• _Requirement_: Lines holding the word "used" are the ones to copy from the data below.

------ Entries supplied

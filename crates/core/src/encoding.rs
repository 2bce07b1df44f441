//! Hex encoding used at every boundary: lowercase, `0x`-prefixed on output,
//! prefix optional on input.

use crate::{Error, Result};

/// Encodes bytes as `0x`-prefixed lowercase hex
pub fn to_prefixed_hex(bytes: &[u8]) -> String {
    format!("0x{}", hex::encode(bytes))
}

/// Decodes hex with or without a `0x` prefix
pub fn from_prefixed_hex(input: &str) -> Result<Vec<u8>> {
    let trimmed = input.trim();
    let digits = trimmed
        .strip_prefix("0x")
        .or_else(|| trimmed.strip_prefix("0X"))
        .unwrap_or(trimmed);
    hex::decode(digits).map_err(|e| Error::InvalidEncoding(format!("{}: {}", input, e)))
}

/// Serde adapter for 32-byte identifiers
pub mod hex32 {
    use serde::{Deserialize, Deserializer, Serializer};

    pub fn serialize<S>(bytes: &[u8; 32], serializer: S) -> Result<S::Ok, S::Error>
    where
        S: Serializer,
    {
        serializer.serialize_str(&super::to_prefixed_hex(bytes))
    }

    pub fn deserialize<'de, D>(deserializer: D) -> Result<[u8; 32], D::Error>
    where
        D: Deserializer<'de>,
    {
        let s = String::deserialize(deserializer)?;
        let bytes = super::from_prefixed_hex(&s).map_err(serde::de::Error::custom)?;
        <[u8; 32]>::try_from(bytes.as_slice())
            .map_err(|_| serde::de::Error::custom("expected 32 bytes"))
    }
}

#[cfg(test)]
mod tests {
    use super::*;

    #[test]
    fn test_prefix_is_optional_on_input() {
        assert_eq!(from_prefixed_hex("0xabcd").unwrap(), vec![0xab, 0xcd]);
        assert_eq!(from_prefixed_hex("ABCD").unwrap(), vec![0xab, 0xcd]);
    }

    #[test]
    fn test_output_is_prefixed_lowercase() {
        assert_eq!(to_prefixed_hex(&[0xAB, 0x01]), "0xab01");
    }

    #[test]
    fn test_rejects_non_hex() {
        assert!(matches!(from_prefixed_hex("0xzz"), Err(Error::InvalidEncoding(_))));
    }
}
//! Deterministic in-memory escrow chain.

use async_trait::async_trait;
use parking_lot::RwLock;
use sha2::{Digest, Sha256};
use std::collections::{HashMap, VecDeque};
use std::sync::Arc;
use tracing::{debug, info};

use super::{
    check_claim, check_refund, ClaimKind, ClaimReceipt, Clock, DepositHandle, DepositRequest,
    DepositStatus, EscrowAdapter, EscrowDeposit,
};
use crate::commitment::Secret;
use crate::domain::{Amount, ChainFamily, ChainId, ChainInfo, ChainRegistry, Timelock, Token};
use crate::encoding::to_prefixed_hex;
use crate::{Error, Result};

/// Height reported by UTXO chains at unix time zero
const UTXO_BASE_HEIGHT: u64 = 5_000_000;

enum Fault {
    Unavailable,
    Reject(String),
}

struct StoredDeposit {
    deposit: EscrowDeposit,
    revealed: Option<Secret>,
}

#[derive(Default)]
struct Ledger {
    /// (address, denom) -> balance
    balances: HashMap<(String, String), Amount>,
    deposits: HashMap<DepositHandle, StoredDeposit>,
    nonce: u64,
    faults: VecDeque<Fault>,
}

/// Single-chain escrow simulator with balances, deposits and fault injection
pub struct InMemoryEscrow {
    info: ChainInfo,
    clock: Arc<dyn Clock>,
    ledger: RwLock<Ledger>,
}

impl InMemoryEscrow {
    pub fn new(info: ChainInfo, clock: Arc<dyn Clock>) -> Self {
        Self {
            info,
            clock,
            ledger: RwLock::new(Ledger::default()),
        }
    }

    /// Builds a simulator for a chain known to `registry`
    pub fn for_chain(
        registry: &ChainRegistry,
        chain_id: &ChainId,
        clock: Arc<dyn Clock>,
    ) -> Result<Self> {
        Ok(Self::new(registry.info(chain_id)?.clone(), clock))
    }

    /// Credits `amount` of `token` to `address`
    pub fn fund(&self, address: &str, token: &Token, amount: Amount) {
        let mut ledger = self.ledger.write();
        let balance = ledger
            .balances
            .entry((address.to_string(), token.denom.clone()))
            .or_default();
        *balance = balance.saturating_add(amount);
    }

    pub fn balance_of(&self, address: &str, token: &Token) -> Amount {
        self.ledger
            .read()
            .balances
            .get(&(address.to_string(), token.denom.clone()))
            .copied()
            .unwrap_or_default()
    }

    /// Next `count` submissions fail with `ChainUnavailable`
    pub fn fail_next(&self, count: usize) {
        let mut ledger = self.ledger.write();
        for _ in 0..count {
            ledger.faults.push_back(Fault::Unavailable);
        }
    }

    /// Next submission is rejected with `reason`
    pub fn reject_next(&self, reason: impl Into<String>) {
        self.ledger
            .write()
            .faults
            .push_back(Fault::Reject(reason.into()));
    }

    /// Current chain time in this family's timelock unit
    pub fn chain_time(&self) -> u64 {
        let now = self.clock.now();
        match self.info.family {
            ChainFamily::Utxo => UTXO_BASE_HEIGHT + now / self.info.block_time_secs.max(1),
            ChainFamily::Evm | ChainFamily::Cosmos => now,
        }
    }

    fn take_fault(ledger: &mut Ledger, chain_id: &ChainId) -> Result<()> {
        match ledger.faults.pop_front() {
            None => Ok(()),
            Some(Fault::Unavailable) => Err(Error::ChainUnavailable(format!(
                "chain {} did not respond",
                chain_id
            ))),
            Some(Fault::Reject(reason)) => Err(Error::RejectedByChain(reason)),
        }
    }

    fn digest(&self, tag: &str, nonce: u64) -> [u8; 32] {
        let mut hasher = Sha256::new();
        hasher.update(self.info.chain_id.to_string().as_bytes());
        hasher.update(tag.as_bytes());
        hasher.update(nonce.to_be_bytes());
        hasher.finalize().into()
    }

    fn handle_for(&self, nonce: u64) -> DepositHandle {
        let id = self.digest("deposit", nonce);
        DepositHandle(match self.info.family {
            ChainFamily::Evm => to_prefixed_hex(&id),
            ChainFamily::Cosmos => hex::encode(id),
            ChainFamily::Utxo => format!("{}:0", hex::encode(id)),
        })
    }

    fn tx_reference(&self, tag: &str, nonce: u64) -> String {
        let id = self.digest(tag, nonce);
        match self.info.family {
            ChainFamily::Evm => to_prefixed_hex(&id),
            ChainFamily::Cosmos => hex::encode_upper(id),
            ChainFamily::Utxo => hex::encode(id),
        }
    }

    fn credit(ledger: &mut Ledger, address: &str, token: &Token, amount: Amount) {
        let balance = ledger
            .balances
            .entry((address.to_string(), token.denom.clone()))
            .or_default();
        *balance = balance.saturating_add(amount);
    }
}

#[async_trait]
impl EscrowAdapter for InMemoryEscrow {
    fn chain_id(&self) -> &ChainId {
        &self.info.chain_id
    }

    fn family(&self) -> ChainFamily {
        self.info.family
    }

    fn supports_commitment(&self, family: ChainFamily) -> bool {
        self.info.family.can_verify(family)
    }

    async fn timelock_after(&self, window_secs: u64) -> Result<Timelock> {
        Ok(self.info.family.timelock_unit().advance(
            self.chain_time(),
            window_secs,
            self.info.block_time_secs,
        ))
    }

    async fn seconds_until(&self, timelock: &Timelock) -> Result<u64> {
        if timelock.unit != self.info.family.timelock_unit() {
            return Err(Error::RejectedByChain(format!(
                "timelock {} is not native to chain {}",
                timelock, self.info.chain_id
            )));
        }
        Ok(timelock.seconds_remaining(self.chain_time(), self.info.block_time_secs))
    }

    async fn create_deposit(&self, request: DepositRequest) -> Result<EscrowDeposit> {
        let now = self.chain_time();
        let mut ledger = self.ledger.write();
        Self::take_fault(&mut ledger, &self.info.chain_id)?;

        request.validate_for(self.info.family)?;
        if !self.info.family.can_verify(request.commitment_family) {
            return Err(Error::RejectedByChain(format!(
                "chain {} cannot verify {} hashlocks",
                self.info.chain_id, request.commitment_family
            )));
        }
        if request.token.chain_id != self.info.chain_id {
            return Err(Error::RejectedByChain(format!(
                "token {} does not live on chain {}",
                request.token, self.info.chain_id
            )));
        }
        if request.timelock.is_expired_at(now) {
            return Err(Error::RejectedByChain(format!(
                "timelock {} already passed",
                request.timelock
            )));
        }

        let key = (request.depositor.clone(), request.token.denom.clone());
        let available = ledger.balances.get(&key).copied().unwrap_or_default();
        if available < request.amount {
            return Err(Error::InsufficientFunds(format!(
                "{} holds {} {}, needs {}",
                request.depositor, available, request.token.denom, request.amount
            )));
        }
        ledger.balances.insert(key, available - request.amount);

        ledger.nonce += 1;
        let nonce = ledger.nonce;
        let deposit = EscrowDeposit {
            handle: self.handle_for(nonce),
            chain_id: self.info.chain_id.clone(),
            family: self.info.family,
            depositor: request.depositor,
            beneficiary: request.beneficiary,
            token: request.token,
            amount: request.amount,
            hashlock: request.hashlock,
            commitment_family: request.commitment_family,
            timelock: request.timelock,
            status: DepositStatus::Funded,
            funding_reference: self.tx_reference("fund", nonce),
        };

        info!(
            chain = %self.info.chain_id,
            handle = %deposit.handle,
            timelock = %deposit.timelock,
            "Deposit created"
        );

        ledger.deposits.insert(
            deposit.handle.clone(),
            StoredDeposit {
                deposit: deposit.clone(),
                revealed: None,
            },
        );
        Ok(deposit)
    }

    async fn claim_with_secret(
        &self,
        deposit: &EscrowDeposit,
        secret: &Secret,
    ) -> Result<ClaimReceipt> {
        let now = self.chain_time();
        let mut ledger = self.ledger.write();
        Self::take_fault(&mut ledger, &self.info.chain_id)?;

        ledger.nonce += 1;
        let nonce = ledger.nonce;
        let stored = ledger
            .deposits
            .get_mut(&deposit.handle)
            .ok_or_else(|| Error::RejectedByChain(format!("unknown deposit {}", deposit.handle)))?;

        check_claim(&stored.deposit, secret, now)?;
        stored.deposit.status = DepositStatus::Claimed;
        stored.revealed = Some(secret.clone());

        let receipt = ClaimReceipt {
            handle: stored.deposit.handle.clone(),
            chain_id: self.info.chain_id.clone(),
            reference: self.tx_reference("claim", nonce),
            recipient: stored.deposit.beneficiary.clone(),
            amount: stored.deposit.amount,
            kind: ClaimKind::Secret,
        };
        let token = stored.deposit.token.clone();
        Self::credit(&mut ledger, &receipt.recipient, &token, receipt.amount);

        debug!(
            chain = %self.info.chain_id,
            handle = %receipt.handle,
            "Deposit claimed with secret"
        );
        Ok(receipt)
    }

    async fn claim_after_timelock(&self, deposit: &EscrowDeposit) -> Result<ClaimReceipt> {
        let now = self.chain_time();
        let mut ledger = self.ledger.write();
        Self::take_fault(&mut ledger, &self.info.chain_id)?;

        ledger.nonce += 1;
        let nonce = ledger.nonce;
        let stored = ledger
            .deposits
            .get_mut(&deposit.handle)
            .ok_or_else(|| Error::RejectedByChain(format!("unknown deposit {}", deposit.handle)))?;

        check_refund(&stored.deposit, now)?;
        stored.deposit.status = DepositStatus::Refunded;

        let receipt = ClaimReceipt {
            handle: stored.deposit.handle.clone(),
            chain_id: self.info.chain_id.clone(),
            reference: self.tx_reference("refund", nonce),
            recipient: stored.deposit.depositor.clone(),
            amount: stored.deposit.amount,
            kind: ClaimKind::Refund,
        };
        let token = stored.deposit.token.clone();
        Self::credit(&mut ledger, &receipt.recipient, &token, receipt.amount);

        debug!(chain = %self.info.chain_id, handle = %receipt.handle, "Deposit refunded");
        Ok(receipt)
    }

    async fn fetch_deposit(&self, deposit: &EscrowDeposit) -> Result<EscrowDeposit> {
        self.ledger
            .read()
            .deposits
            .get(&deposit.handle)
            .map(|stored| stored.deposit.clone())
            .ok_or_else(|| Error::RejectedByChain(format!("unknown deposit {}", deposit.handle)))
    }

    async fn revealed_secret(&self, deposit: &EscrowDeposit) -> Result<Option<Secret>> {
        let ledger = self.ledger.read();
        let stored = ledger
            .deposits
            .get(&deposit.handle)
            .ok_or_else(|| Error::RejectedByChain(format!("unknown deposit {}", deposit.handle)))?;
        Ok(stored.revealed.clone())
    }
}
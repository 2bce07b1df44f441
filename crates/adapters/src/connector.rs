//! Collaborators the on-chain adapters are written against. Key custody and
//! RPC transport live behind these traits.

use async_trait::async_trait;
use htlc_core::{Amount, ChainId, Error};
use serde::{Deserialize, Serialize};

/// Funds attached to a call
#[derive(Debug, Clone, PartialEq, Eq, Serialize, Deserialize)]
pub struct Attachment {
    pub denom: String,
    pub amount: Amount,
}

/// Unsigned chain call produced by an escrow codec
#[derive(Debug, Clone, PartialEq, Eq, Serialize, Deserialize)]
pub struct ChainCall {
    /// Contract address, P2SH script hash or outpoint
    pub target: String,
    /// ABI calldata, JSON execute message or partial scriptSig
    pub payload: Vec<u8>,
    pub attached: Option<Attachment>,
    /// Minimum transaction lock time (UTXO refunds)
    pub lock_time: Option<u64>,
}

impl ChainCall {
    pub fn new(target: impl Into<String>, payload: Vec<u8>) -> Self {
        Self {
            target: target.into(),
            payload,
            attached: None,
            lock_time: None,
        }
    }

    pub fn with_funds(mut self, denom: impl Into<String>, amount: Amount) -> Self {
        self.attached = Some(Attachment {
            denom: denom.into(),
            amount,
        });
        self
    }

    pub fn with_lock_time(mut self, lock_time: u64) -> Self {
        self.lock_time = Some(lock_time);
        self
    }
}

#[derive(Debug, Clone, PartialEq, Eq)]
pub struct SignedTransaction {
    pub chain_id: ChainId,
    pub signer: String,
    pub raw: Vec<u8>,
}

/// Inclusion of a submitted transaction
#[derive(Debug, Clone, PartialEq, Eq)]
pub struct Confirmation {
    pub tx_hash: String,
    pub height: u64,
    pub timestamp: u64,
    /// Call return data, if the chain reports any
    pub output: Vec<u8>,
}

#[derive(Debug, Clone, Copy, PartialEq, Eq)]
pub struct ChainTime {
    pub height: u64,
    pub timestamp: u64,
}

#[derive(Debug, Clone, PartialEq, Eq, thiserror::Error)]
pub enum ConnectorError {
    #[error("endpoint unavailable: {0}")]
    Unavailable(String),

    #[error("transaction rejected: {0}")]
    Rejected(String),

    #[error("insufficient funds: {0}")]
    InsufficientFunds(String),

    #[error("malformed response: {0}")]
    Malformed(String),
}

impl From<ConnectorError> for Error {
    fn from(err: ConnectorError) -> Self {
        match err {
            ConnectorError::Unavailable(msg) => Error::ChainUnavailable(msg),
            ConnectorError::Rejected(msg) => Error::RejectedByChain(msg),
            ConnectorError::InsufficientFunds(msg) => Error::InsufficientFunds(msg),
            ConnectorError::Malformed(msg) => Error::InvalidEncoding(msg),
        }
    }
}

/// Signs calls on behalf of the party the adapter acts for
#[async_trait]
pub trait TransactionSigner: Send + Sync {
    async fn sign(
        &self,
        chain_id: &ChainId,
        call: &ChainCall,
    ) -> Result<SignedTransaction, ConnectorError>;
}

/// Transport to one chain's nodes
#[async_trait]
pub trait ChainConnector: Send + Sync {
    /// Broadcasts and waits for inclusion
    async fn submit(&self, tx: SignedTransaction) -> Result<Confirmation, ConnectorError>;

    /// Latest block height and timestamp
    async fn chain_time(&self) -> Result<ChainTime, ConnectorError>;

    /// Read-only state query; `None` when `target` is unknown to the chain
    async fn lookup(&self, target: &str, query: &[u8]) -> Result<Option<Vec<u8>>, ConnectorError>;
}
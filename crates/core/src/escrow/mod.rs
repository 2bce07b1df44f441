//! Escrow capability shared by every chain family.
//!
//! The coordinator only ever talks to [`EscrowAdapter`]; concrete chain
//! bindings live in the adapters crate, and [`InMemoryEscrow`] is the
//! deterministic fake used by tests and the simulator.

pub mod clock;
pub mod memory;

pub use clock::{Clock, ManualClock, SystemClock};
pub use memory::InMemoryEscrow;

use async_trait::async_trait;
use serde::{Deserialize, Serialize};
use std::fmt;

use crate::commitment::{verify, Hashlock, Secret};
use crate::domain::{Amount, ChainFamily, ChainId, Timelock, Token};
use crate::{Error, Result};

/// Chain-specific reference to a deposit (contract id, swap id or outpoint)
#[derive(Debug, Clone, PartialEq, Eq, Hash, Serialize, Deserialize)]
#[serde(transparent)]
pub struct DepositHandle(pub String);

impl fmt::Display for DepositHandle {
    fn fmt(&self, f: &mut fmt::Formatter<'_>) -> fmt::Result {
        f.write_str(&self.0)
    }
}

#[derive(Debug, Clone, Copy, PartialEq, Eq, Serialize, Deserialize)]
pub enum DepositStatus {
    Funded,
    Claimed,
    Refunded,
}

impl fmt::Display for DepositStatus {
    fn fmt(&self, f: &mut fmt::Formatter<'_>) -> fmt::Result {
        fmt::Debug::fmt(self, f)
    }
}

/// Parameters for locking funds in an escrow
#[derive(Debug, Clone, PartialEq, Eq, Serialize, Deserialize)]
pub struct DepositRequest {
    pub depositor: String,
    pub beneficiary: String,
    pub token: Token,
    pub amount: Amount,
    pub hashlock: Hashlock,
    /// Family whose commitment function produced `hashlock`
    pub commitment_family: ChainFamily,
    pub timelock: Timelock,
}

impl DepositRequest {
    /// Structural checks every chain performs before accepting a deposit
    pub fn validate_for(&self, family: ChainFamily) -> Result<()> {
        if self.amount.is_zero() {
            return Err(Error::RejectedByChain("zero deposit amount".to_string()));
        }

        if self.depositor.trim().is_empty() || self.beneficiary.trim().is_empty() {
            return Err(Error::RejectedByChain(
                "depositor and beneficiary are required".to_string(),
            ));
        }

        let expected = self.commitment_family.hashlock_len();
        if self.hashlock.len() != expected {
            return Err(Error::RejectedByChain(format!(
                "{} hashlock must be {} bytes, got {}",
                self.commitment_family,
                expected,
                self.hashlock.len()
            )));
        }

        if self.timelock.unit != family.timelock_unit() {
            return Err(Error::RejectedByChain(format!(
                "{} chains do not accept timelock {}",
                family, self.timelock
            )));
        }

        Ok(())
    }
}

/// A deposit as recorded on its chain
#[derive(Debug, Clone, PartialEq, Eq, Serialize, Deserialize)]
pub struct EscrowDeposit {
    pub handle: DepositHandle,
    pub chain_id: ChainId,
    pub family: ChainFamily,
    pub depositor: String,
    pub beneficiary: String,
    pub token: Token,
    pub amount: Amount,
    pub hashlock: Hashlock,
    pub commitment_family: ChainFamily,
    pub timelock: Timelock,
    pub status: DepositStatus,
    /// Transaction that created the deposit
    pub funding_reference: String,
}

#[derive(Debug, Clone, Copy, PartialEq, Eq, Serialize, Deserialize)]
pub enum ClaimKind {
    /// Beneficiary claimed by revealing the secret
    Secret,
    /// Depositor reclaimed after the timelock
    Refund,
}

/// Confirmation of a settled deposit
#[derive(Debug, Clone, PartialEq, Eq, Serialize, Deserialize)]
pub struct ClaimReceipt {
    pub handle: DepositHandle,
    pub chain_id: ChainId,
    /// Settling transaction
    pub reference: String,
    pub recipient: String,
    pub amount: Amount,
    pub kind: ClaimKind,
}

/// Rules a chain applies to a secret claim. `now` is chain time in the
/// deposit's timelock unit.
pub fn check_claim(deposit: &EscrowDeposit, secret: &Secret, now: u64) -> Result<()> {
    if deposit.status != DepositStatus::Funded {
        return Err(Error::DepositSettled(deposit.status.to_string()));
    }

    if deposit.timelock.is_expired_at(now) {
        return Err(Error::TimelockExpired {
            timelock: deposit.timelock.value,
        });
    }

    if !verify(secret, deposit.commitment_family, &deposit.hashlock) {
        return Err(Error::InvalidSecret);
    }

    Ok(())
}

/// Rules a chain applies to a refund after expiry
pub fn check_refund(deposit: &EscrowDeposit, now: u64) -> Result<()> {
    if deposit.status != DepositStatus::Funded {
        return Err(Error::DepositSettled(deposit.status.to_string()));
    }

    if !deposit.timelock.is_expired_at(now) {
        return Err(Error::TimelockNotYetExpired {
            timelock: deposit.timelock.value,
            now,
        });
    }

    Ok(())
}

/// Escrow capability set implemented once per chain family
#[async_trait]
pub trait EscrowAdapter: Send + Sync {
    fn chain_id(&self) -> &ChainId;

    fn family(&self) -> ChainFamily;

    /// Whether this chain can enforce hashlocks made with `family`'s commitment
    fn supports_commitment(&self, _family: ChainFamily) -> bool {
        true
    }

    /// Timelock `window_secs` from current chain time, in chain-native units
    async fn timelock_after(&self, window_secs: u64) -> Result<Timelock>;

    /// Estimated seconds until `timelock` expires (zero once expired)
    async fn seconds_until(&self, timelock: &Timelock) -> Result<u64>;

    /// Locks funds; returns once the deposit is confirmed
    async fn create_deposit(&self, request: DepositRequest) -> Result<EscrowDeposit>;

    /// Pays the beneficiary; publishes `secret` on this chain
    async fn claim_with_secret(
        &self,
        deposit: &EscrowDeposit,
        secret: &Secret,
    ) -> Result<ClaimReceipt>;

    /// Returns funds to the depositor once the timelock has passed
    async fn claim_after_timelock(&self, deposit: &EscrowDeposit) -> Result<ClaimReceipt>;

    /// Reads the deposit back from chain state. Works for deposits created
    /// by any adapter instance.
    async fn fetch_deposit(&self, deposit: &EscrowDeposit) -> Result<EscrowDeposit>;

    /// Secret published by a successful claim, if any
    async fn revealed_secret(&self, deposit: &EscrowDeposit) -> Result<Option<Secret>>;
}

------------

• _Task solution_:
//! Hex encoding used at every boundary: lowercase, `0x`-prefixed on output,
//! deterministic fake used by tests and the simulator.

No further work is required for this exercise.